--- START ---

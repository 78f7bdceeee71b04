//! Click-to-toggle popups on a deterministic in-memory page.
//!
//! A click anywhere inside an element carrying the `popup` class flips the
//! `shown` class on the nearest such element. [`PopupToggler`] binds that
//! behavior; [`Page`] is the host shell it runs in.
//!
//! ```
//! use popup_toggler::{Page, PopupToggler};
//!
//! # fn main() -> popup_toggler::Result<()> {
//! let mut page = Page::from_html(r#"<div class="popup"><span id="inner">x</span></div>"#)?;
//! PopupToggler::default().install(&mut page);
//! page.fire_ready()?;
//!
//! page.click("#inner")?;
//! page.assert_class("div", "shown", true)?;
//! page.click("#inner")?;
//! page.assert_class("div", "shown", false)?;
//! # Ok(())
//! # }
//! ```

use std::collections::{HashMap, HashSet};
use std::error::Error as StdError;
use std::fmt;

mod dom;
mod events;
mod html;
mod page;
mod popup;
mod selector;

pub use events::{EventPhase, EventState, ListenerId};
pub use page::Page;
pub use popup::{DEFAULT_MARKER_CLASS, DEFAULT_SHOWN_CLASS, PopupConfig, PopupToggler};

pub(crate) use dom::Dom;
pub(crate) use events::{EventHandler, ListenerStore};

pub type Result<T> = std::result::Result<T, Error>;

#[derive(Debug, Clone, PartialEq, Eq)]
pub enum Error {
    HtmlParse(String),
    SelectorNotFound(String),
    UnsupportedSelector(String),
    InvalidClassName(String),
    AlreadyInitialized(String),
    Lifecycle(String),
    Runtime(String),
    AssertionFailed {
        selector: String,
        expected: String,
        actual: String,
        dom_snippet: String,
    },
}

impl fmt::Display for Error {
    fn fmt(&self, f: &mut fmt::Formatter<'_>) -> fmt::Result {
        match self {
            Self::HtmlParse(msg) => write!(f, "html parse error: {msg}"),
            Self::SelectorNotFound(selector) => write!(f, "selector not found: {selector}"),
            Self::UnsupportedSelector(selector) => write!(f, "unsupported selector: {selector}"),
            Self::InvalidClassName(name) => write!(f, "invalid class name: {name:?}"),
            Self::AlreadyInitialized(key) => write!(f, "already initialized: {key}"),
            Self::Lifecycle(msg) => write!(f, "lifecycle error: {msg}"),
            Self::Runtime(msg) => write!(f, "runtime error: {msg}"),
            Self::AssertionFailed {
                selector,
                expected,
                actual,
                dom_snippet,
            } => write!(
                f,
                "assertion failed for {selector}: expected {expected}, actual {actual}, snippet {dom_snippet}"
            ),
        }
    }
}

impl StdError for Error {}

/// Index of a node in the page's DOM arena.
#[derive(Debug, Clone, Copy, PartialEq, Eq, Hash, PartialOrd, Ord)]
pub struct NodeId(usize);

impl NodeId {
    pub fn index(self) -> usize {
        self.0
    }
}

fn truncate_chars(value: &str, max_chars: usize) -> String {
    let mut chars = value.chars();
    let mut out = String::new();
    for _ in 0..max_chars {
        let Some(ch) = chars.next() else {
            return out;
        };
        out.push(ch);
    }
    if chars.next().is_some() {
        out.push_str("...");
    }
    out
}

fn is_valid_class_token(name: &str) -> bool {
    !name.is_empty() && !name.chars().any(|ch| ch.is_ascii_whitespace())
}

#[cfg(test)]
mod tests;
use super::*;

pub(crate) fn parse_html(html: &str) -> Result<Dom> {
    let mut dom = Dom::new();

    let mut stack = vec![dom.root];
    let bytes = html.as_bytes();
    let mut i = 0usize;

    while i < bytes.len() {
        if starts_with_at(bytes, i, b"<!--") {
            if let Some(end) = find_subslice(bytes, i + 4, b"-->") {
                i = end + 3;
            } else {
                return Err(Error::HtmlParse("unclosed HTML comment".into()));
            }
            continue;
        }

        if starts_with_at(bytes, i, b"<!") {
            // <!DOCTYPE html> and friends carry no nodes.
            let Some(end) = find_subslice(bytes, i + 2, b">") else {
                return Err(Error::HtmlParse("unclosed markup declaration".into()));
            };
            i = end + 1;
            continue;
        }

        let opens_tag = match bytes.get(i + 1) {
            Some(b'/') => bytes.get(i + 2).is_some_and(u8::is_ascii_alphabetic),
            Some(next) => next.is_ascii_alphabetic(),
            None => false,
        };
        if bytes[i] == b'<' && opens_tag {
            if starts_with_at(bytes, i, b"</") {
                let (tag, next) = parse_end_tag(html, i)?;
                i = next;

                // Stray end tags that match nothing open are dropped.
                if let Some(depth) = stack
                    .iter()
                    .rposition(|node| dom.tag_name(*node).is_some_and(|t| t == tag))
                {
                    stack.truncate(depth.max(1));
                }
                continue;
            }

            let (tag, attrs, self_closing, next) = parse_start_tag(html, i)?;
            i = next;

            let parent = *stack
                .last()
                .ok_or_else(|| Error::HtmlParse("missing parent element".into()))?;
            let node = dom.create_element(parent, tag.clone(), attrs);

            if is_raw_text_tag(&tag) && !self_closing {
                let close = find_case_insensitive_end_tag(bytes, i, tag.as_bytes())
                    .ok_or_else(|| Error::HtmlParse(format!("unclosed <{tag}>")))?;
                if let Some(body) = html.get(i..close) {
                    if !body.is_empty() {
                        let text = if is_escapable_raw_text_tag(&tag) {
                            unescape_entities(body)
                        } else {
                            body.to_string()
                        };
                        dom.create_text(node, text);
                    }
                }
                let (_, after_end) = parse_end_tag(html, close)?;
                i = after_end;
                continue;
            }

            if !self_closing && !is_void_tag(&tag) {
                stack.push(node);
            }
            continue;
        }

        let text_start = i;
        i += 1;
        while i < bytes.len() && bytes[i] != b'<' {
            i += 1;
        }

        if let Some(text) = html.get(text_start..i) {
            let parent = *stack
                .last()
                .ok_or_else(|| Error::HtmlParse("missing parent element".into()))?;
            dom.create_text(parent, unescape_entities(text));
        }
    }

    Ok(dom)
}

fn parse_start_tag(
    html: &str,
    at: usize,
) -> Result<(String, Vec<(String, String)>, bool, usize)> {
    let bytes = html.as_bytes();
    let mut i = at;
    if bytes.get(i) != Some(&b'<') {
        return Err(Error::HtmlParse("expected '<'".into()));
    }
    i += 1;

    let tag_start = i;
    while i < bytes.len() && is_tag_char(bytes[i]) {
        i += 1;
    }

    let tag = html
        .get(tag_start..i)
        .ok_or_else(|| Error::HtmlParse("invalid tag name".into()))?
        .to_ascii_lowercase();

    if tag.is_empty() {
        return Err(Error::HtmlParse("empty tag name".into()));
    }

    let mut attrs: Vec<(String, String)> = Vec::new();
    let mut self_closing = false;

    loop {
        skip_ws(bytes, &mut i);
        if i >= bytes.len() {
            return Err(Error::HtmlParse(format!("unclosed start tag <{tag}")));
        }

        if bytes[i] == b'>' {
            i += 1;
            break;
        }

        if bytes[i] == b'/' && i + 1 < bytes.len() && bytes[i + 1] == b'>' {
            self_closing = true;
            i += 2;
            break;
        }

        let name_start = i;
        while i < bytes.len() && is_attr_name_char(bytes[i]) {
            i += 1;
        }

        let name = html
            .get(name_start..i)
            .ok_or_else(|| Error::HtmlParse("invalid attribute name".into()))?
            .to_ascii_lowercase();

        if name.is_empty() {
            return Err(Error::HtmlParse(format!("invalid attribute name in <{tag}>")));
        }

        skip_ws(bytes, &mut i);

        let value = if i < bytes.len() && bytes[i] == b'=' {
            i += 1;
            skip_ws(bytes, &mut i);
            unescape_entities(&parse_attr_value(html, bytes, &mut i)?)
        } else {
            String::new()
        };

        // Duplicate attributes keep the first value.
        if !attrs.iter().any(|(key, _)| *key == name) {
            attrs.push((name, value));
        }
    }

    Ok((tag, attrs, self_closing, i))
}

fn parse_end_tag(html: &str, at: usize) -> Result<(String, usize)> {
    let bytes = html.as_bytes();
    let mut i = at;

    if !(bytes.get(i) == Some(&b'<') && bytes.get(i + 1) == Some(&b'/')) {
        return Err(Error::HtmlParse("expected end tag".into()));
    }
    i += 2;
    skip_ws(bytes, &mut i);

    let tag_start = i;
    while i < bytes.len() && is_tag_char(bytes[i]) {
        i += 1;
    }

    let tag = html
        .get(tag_start..i)
        .ok_or_else(|| Error::HtmlParse("invalid end tag".into()))?
        .to_ascii_lowercase();

    while i < bytes.len() && bytes[i] != b'>' {
        i += 1;
    }
    if i >= bytes.len() {
        return Err(Error::HtmlParse("unclosed end tag".into()));
    }

    Ok((tag, i + 1))
}

fn parse_attr_value(html: &str, bytes: &[u8], i: &mut usize) -> Result<String> {
    if *i >= bytes.len() {
        return Err(Error::HtmlParse("missing attribute value".into()));
    }

    if bytes[*i] == b'\'' || bytes[*i] == b'"' {
        let quote = bytes[*i];
        *i += 1;
        let start = *i;
        while *i < bytes.len() && bytes[*i] != quote {
            *i += 1;
        }
        if *i >= bytes.len() {
            return Err(Error::HtmlParse("unclosed quoted attribute value".into()));
        }
        let value = html
            .get(start..*i)
            .ok_or_else(|| Error::HtmlParse("invalid attribute value".into()))?;
        *i += 1;
        return Ok(unescape_entities(value));
    }

    let start = *i;
    while *i < bytes.len()
        && !bytes[*i].is_ascii_whitespace()
        && bytes[*i] != b'>'
        && !(bytes[*i] == b'/' && *i + 1 < bytes.len() && bytes[*i + 1] == b'>')
    {
        *i += 1;
    }

    let value = html
        .get(start..*i)
        .ok_or_else(|| Error::HtmlParse("invalid attribute value".into()))?;
    Ok(unescape_entities(value))
}

fn unescape_entities(src: &str) -> String {
    if !src.contains('&') {
        return src.to_string();
    }
    src.replace("&lt;", "<")
        .replace("&gt;", ">")
        .replace("&quot;", "\"")
        .replace("&#39;", "'")
        .replace("&nbsp;", "\u{00A0}")
        .replace("&amp;", "&")
}

fn skip_ws(bytes: &[u8], i: &mut usize) {
    while *i < bytes.len() && bytes[*i].is_ascii_whitespace() {
        *i += 1;
    }
}

fn is_tag_char(b: u8) -> bool {
    b.is_ascii_alphanumeric() || b == b'-' || b == b'_'
}

fn is_attr_name_char(b: u8) -> bool {
    b.is_ascii_alphanumeric() || b == b'-' || b == b'_' || b == b':'
}

fn is_raw_text_tag(tag: &str) -> bool {
    matches!(tag, "script" | "style") || is_escapable_raw_text_tag(tag)
}

fn is_escapable_raw_text_tag(tag: &str) -> bool {
    matches!(tag, "textarea" | "title")
}

pub(crate) fn is_void_tag(tag: &str) -> bool {
    matches!(
        tag,
        "area"
            | "base"
            | "br"
            | "col"
            | "embed"
            | "hr"
            | "img"
            | "input"
            | "link"
            | "meta"
            | "param"
            | "source"
            | "track"
            | "wbr"
    )
}

fn starts_with_at(bytes: &[u8], at: usize, needle: &[u8]) -> bool {
    if at + needle.len() > bytes.len() {
        return false;
    }
    &bytes[at..at + needle.len()] == needle
}

fn find_subslice(bytes: &[u8], from: usize, needle: &[u8]) -> Option<usize> {
    if needle.is_empty() || from > bytes.len() {
        return None;
    }

    bytes[from..]
        .windows(needle.len())
        .position(|window| window == needle)
        .map(|offset| from + offset)
}

fn find_case_insensitive_end_tag(bytes: &[u8], from: usize, tag: &[u8]) -> Option<usize> {
    let mut needle = Vec::with_capacity(tag.len() + 2);
    needle.extend_from_slice(b"</");
    needle.extend(tag.iter().map(|b| b.to_ascii_lowercase()));

    let mut i = from;
    while i + needle.len() <= bytes.len() {
        if bytes[i..i + needle.len()]
            .iter()
            .zip(needle.iter())
            .all(|(a, b)| a.to_ascii_lowercase() == *b)
        {
            return Some(i);
        }
        i += 1;
    }
    None
}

--- END ---

Copy out all lines from the material above that contain the string "AlreadyInitialized".

    AlreadyInitialized(String),
            Self::AlreadyInitialized(key) => write!(f, "already initialized: {key}"),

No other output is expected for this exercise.